UGL
- Company type: Subsidiary
- Industry: Construction and Engineering
- Founded: 1970
- Headquarters: North Sydney, New South Wales, Australia
- Area served: Australia, New Zealand, Asia
- Key people: Doug Moss, Managing Director
- Services: Engineering
- Owner: CIMIC Group
- Number of employees: 7,850 (June 2016)
- Parent: CIMIC Group
- Divisions: UGL Rail
- Website: www.ugllimited.com

= UGL (company) =

Engineering company

UGL, formerly known as the United Group, is an engineering company. The company provides construction, maintenance, and asset management services to the rail, resources, and infrastructure sectors, and corporate real estate, facilities management, and business process outsourcing services to property users. Its clients are large companies, governments and institutions in Australia, New Zealand, Asia. It was purchased by the CIMIC Group in December 2016.

==History==
UGL was founded as an engineering construction firm in Perth, Western Australia in 1970 by Charlie Bontempo, Sam Castelli, John Rubino and John Trettel. In 1988, it was re-branded as the United Construction Group.

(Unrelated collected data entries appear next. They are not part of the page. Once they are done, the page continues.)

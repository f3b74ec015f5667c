//! Chunked object writer.
//!
//! An [`ObjectWriter`] turns a sequence of byte segments into fixed-size
//! chunks, stores them one at a time, and finally flips the object's catalog
//! record from pending to complete. At most one chunk buffer is held and at
//! most one chunk write is in flight, whatever the object size.
//!
//! ```text
//! Created -> Writing -> Finalizing -> Complete
//!    \          \           \
//!     +----------+-----------+-> Failed
//! ```
//!
//! On failure, or when dropped before completion, the writer removes the
//! chunks it stored and the pending record, so nothing of a broken upload
//! ever becomes visible.

use std::fmt;

use bytes::{Bytes, BytesMut};
use futures::{Stream, StreamExt};
use md5::{Digest, Md5};
use tracing::{debug, info, warn};

use crate::error::{StoreError, StoreResult};
use crate::id::ObjectId;
use crate::storage::{ObjectMetadata, StorageBackend};

/// Lifecycle of an [`ObjectWriter`].
#[derive(Debug, Clone, Copy, PartialEq, Eq)]
pub enum WriterState {
    /// Pending record exists; no bytes accepted yet.
    Created,
    /// Accepting bytes.
    Writing,
    /// Flushing the last chunk and completing the record.
    Finalizing,
    /// The object is visible to readers.
    Complete,
    /// The upload failed and its data was discarded.
    Failed,
}

impl WriterState {
    /// Whether the writer can no longer change state.
    #[must_use]
    pub fn is_terminal(self) -> bool {
        matches!(self, Self::Complete | Self::Failed)
    }
}

/// Streams one object into a [`StorageBackend`].
pub struct ObjectWriter {
    id: ObjectId,
    backend: StorageBackend,
    chunk_size: usize,
    buffer: BytesMut,
    next_index: u32,
    length: u64,
    hasher: Md5,
    state: WriterState,
}

impl fmt::Debug for ObjectWriter {
    fn fmt(&self, f: &mut fmt::Formatter<'_>) -> fmt::Result {
        f.debug_struct("ObjectWriter")
            .field("id", &self.id)
            .field("state", &self.state)
            .field("chunk_size", &self.chunk_size)
            .field("next_index", &self.next_index)
            .field("length", &self.length)
            .field("buffered", &self.buffer.len())
            .finish_non_exhaustive()
    }
}

impl ObjectWriter {
    /// Allocate a fresh identifier and create its pending record.
    pub async fn start(
        backend: StorageBackend,
        name: &str,
        chunk_size: usize,
    ) -> StoreResult<Self> {
        if chunk_size == 0 {
            return Err(StoreError::Config("chunk size must be positive".into()));
        }
        let id = ObjectId::new();
        backend.catalog.create_pending(id, name, chunk_size).await?;
        debug!(%id, name, chunk_size, "upload started");

        Ok(Self {
            id,
            backend,
            chunk_size,
            buffer: BytesMut::new(),
            next_index: 0,
            length: 0,
            hasher: Md5::new(),
            state: WriterState::Created,
        })
    }

    /// The identifier the object will be stored under.
    #[must_use]
    pub fn id(&self) -> ObjectId {
        self.id
    }

    /// Current lifecycle state.
    #[must_use]
    pub fn state(&self) -> WriterState {
        self.state
    }

    /// Bytes accepted so far.
    #[must_use]
    pub fn length(&self) -> u64 {
        self.length
    }

    /// Bytes held in the chunk buffer, always below the chunk size.
    #[must_use]
    pub fn buffered(&self) -> usize {
        self.buffer.len()
    }

    /// Append one segment of the object's bytes.
    ///
    /// Full chunks are stored before this returns. Segments larger than the
    /// chunk size are sliced without copying.
    ///
    /// # Errors
    ///
    /// [`StoreError::WriterClosed`] if the writer already failed or finished;
    /// otherwise the chunk store's error, after which the writer is
    /// [`WriterState::Failed`].
    pub async fn write(&mut self, mut data: Bytes) -> StoreResult<()> {
        self.ensure_open()?;
        self.state = WriterState::Writing;
        if data.is_empty() {
            return Ok(());
        }
        self.hasher.update(&data);
        self.length += data.len() as u64;

        while !data.is_empty() {
            if self.buffer.is_empty() && data.len() >= self.chunk_size {
                let chunk = data.split_to(self.chunk_size);
                self.store_chunk(chunk).await?;
                continue;
            }
            let take = (self.chunk_size - self.buffer.len()).min(data.len());
            self.buffer.extend_from_slice(&data.split_to(take));
            if self.buffer.len() == self.chunk_size {
                let chunk = self.buffer.split().freeze();
                self.store_chunk(chunk).await?;
            }
        }
        Ok(())
    }

    /// Flush the final partial chunk and make the object visible.
    ///
    /// # Errors
    ///
    /// Any storage failure; the upload is cleaned up before returning.
    pub async fn finish(mut self) -> StoreResult<ObjectMetadata> {
        self.ensure_open()?;
        self.state = WriterState::Finalizing;

        if !self.buffer.is_empty() {
            let chunk = self.buffer.split().freeze();
            self.store_chunk(chunk).await?;
        }

        let md5 = hex::encode(std::mem::take(&mut self.hasher).finalize());
        match self
            .backend
            .catalog
            .finalize(&self.id, self.length, self.next_index, md5)
            .await
        {
            Ok(meta) => {
                self.state = WriterState::Complete;
                info!(
                    id = %self.id,
                    length = self.length,
                    chunk_count = self.next_index,
                    "upload complete"
                );
                Ok(meta)
            }
            Err(e) => {
                self.fail(&e).await;
                Err(e)
            }
        }
    }

    /// Give up on the upload and discard everything written so far.
    pub async fn abort(mut self, reason: &str) {
        if self.state.is_terminal() {
            return;
        }
        let err = StoreError::UploadAborted {
            message: reason.to_owned(),
        };
        self.fail(&err).await;
    }

    /// Drain `input` into the writer and finish it.
    ///
    /// An item error stops consumption immediately and is reported as
    /// [`StoreError::UploadAborted`].
    pub async fn write_stream<S, E>(mut self, input: S) -> StoreResult<ObjectMetadata>
    where
        S: Stream<Item = Result<Bytes, E>>,
        E: fmt::Display,
    {
        let mut input = std::pin::pin!(input);
        while let Some(item) = input.next().await {
            match item {
                Ok(segment) => self.write(segment).await?,
                Err(e) => {
                    let err = StoreError::UploadAborted {
                        message: e.to_string(),
                    };
                    self.fail(&err).await;
                    return Err(err);
                }
            }
        }
        self.finish().await
    }

    fn ensure_open(&self) -> StoreResult<()> {
        match self.state {
            WriterState::Created | WriterState::Writing => Ok(()),
            _ => Err(StoreError::WriterClosed {
                id: self.id.to_hex(),
            }),
        }
    }

    async fn store_chunk(&mut self, chunk: Bytes) -> StoreResult<()> {
        let index = self.next_index;
        let Some(next) = index.checked_add(1) else {
            let err = StoreError::validation("object has too many chunks");
            self.fail(&err).await;
            return Err(err);
        };
        if let Err(e) = self
            .backend
            .chunks
            .put_chunk(&self.id, index, chunk)
            .await
        {
            self.fail(&e).await;
            return Err(e);
        }
        self.next_index = next;
        Ok(())
    }

    async fn fail(&mut self, cause: &StoreError) {
        self.state = WriterState::Failed;
        self.buffer = BytesMut::new();
        warn!(id = %self.id, error = %cause, "upload failed, discarding");
        cleanup(&self.backend, self.id).await;
    }
}

impl Drop for ObjectWriter {
    fn drop(&mut self) {
        if self.state.is_terminal() {
            return;
        }
        self.state = WriterState::Failed;
        let id = self.id;
        match tokio::runtime::Handle::try_current() {
            Ok(handle) => {
                debug!(%id, "writer dropped mid-upload, scheduling cleanup");
                let backend = self.backend.clone();
                handle.spawn(async move { cleanup(&backend, id).await });
            }
            Err(_) => warn!(%id, "writer dropped outside a runtime, upload left pending"),
        }
    }
}

/// Best-effort removal of an unfinished upload.
async fn cleanup(backend: &StorageBackend, id: ObjectId) {
    if backend.catalog.lookup(&id).await.is_ok() {
        return;
    }
    if let Err(e) = backend.catalog.discard_pending(&id).await {
        warn!(%id, error = %e, "failed to discard pending record");
    }
    if let Err(e) = backend.chunks.delete_all(&id).await {
        warn!(%id, error = %e, "failed to delete chunks");
    }
}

UGL has acquired a number of businesses, including engineering, construction, and facilities management business Kilpatrick Green in 1998, rail company Goninan in 1999, corporate real estate business KFPW in 2002, Thames Water Projects Asia in 2004, Singaporean real estate services company Premas International (UGL Premas) and Alstom's Australian and New Zealand transport and rail businesses in 2005, Chicago-based Equis Corporation (UGL Equis) and Canberra-based Peak Security in 2006, and Boston-based Unicco Services Company (UGL Unicco) in 2007.

In 2011, a commercial real estate firm DTZ was acquired, but was sold in 2014 to a consortium of TPG Capital, PAG Asia Capital and the Ontario Teachers' Pension Plan.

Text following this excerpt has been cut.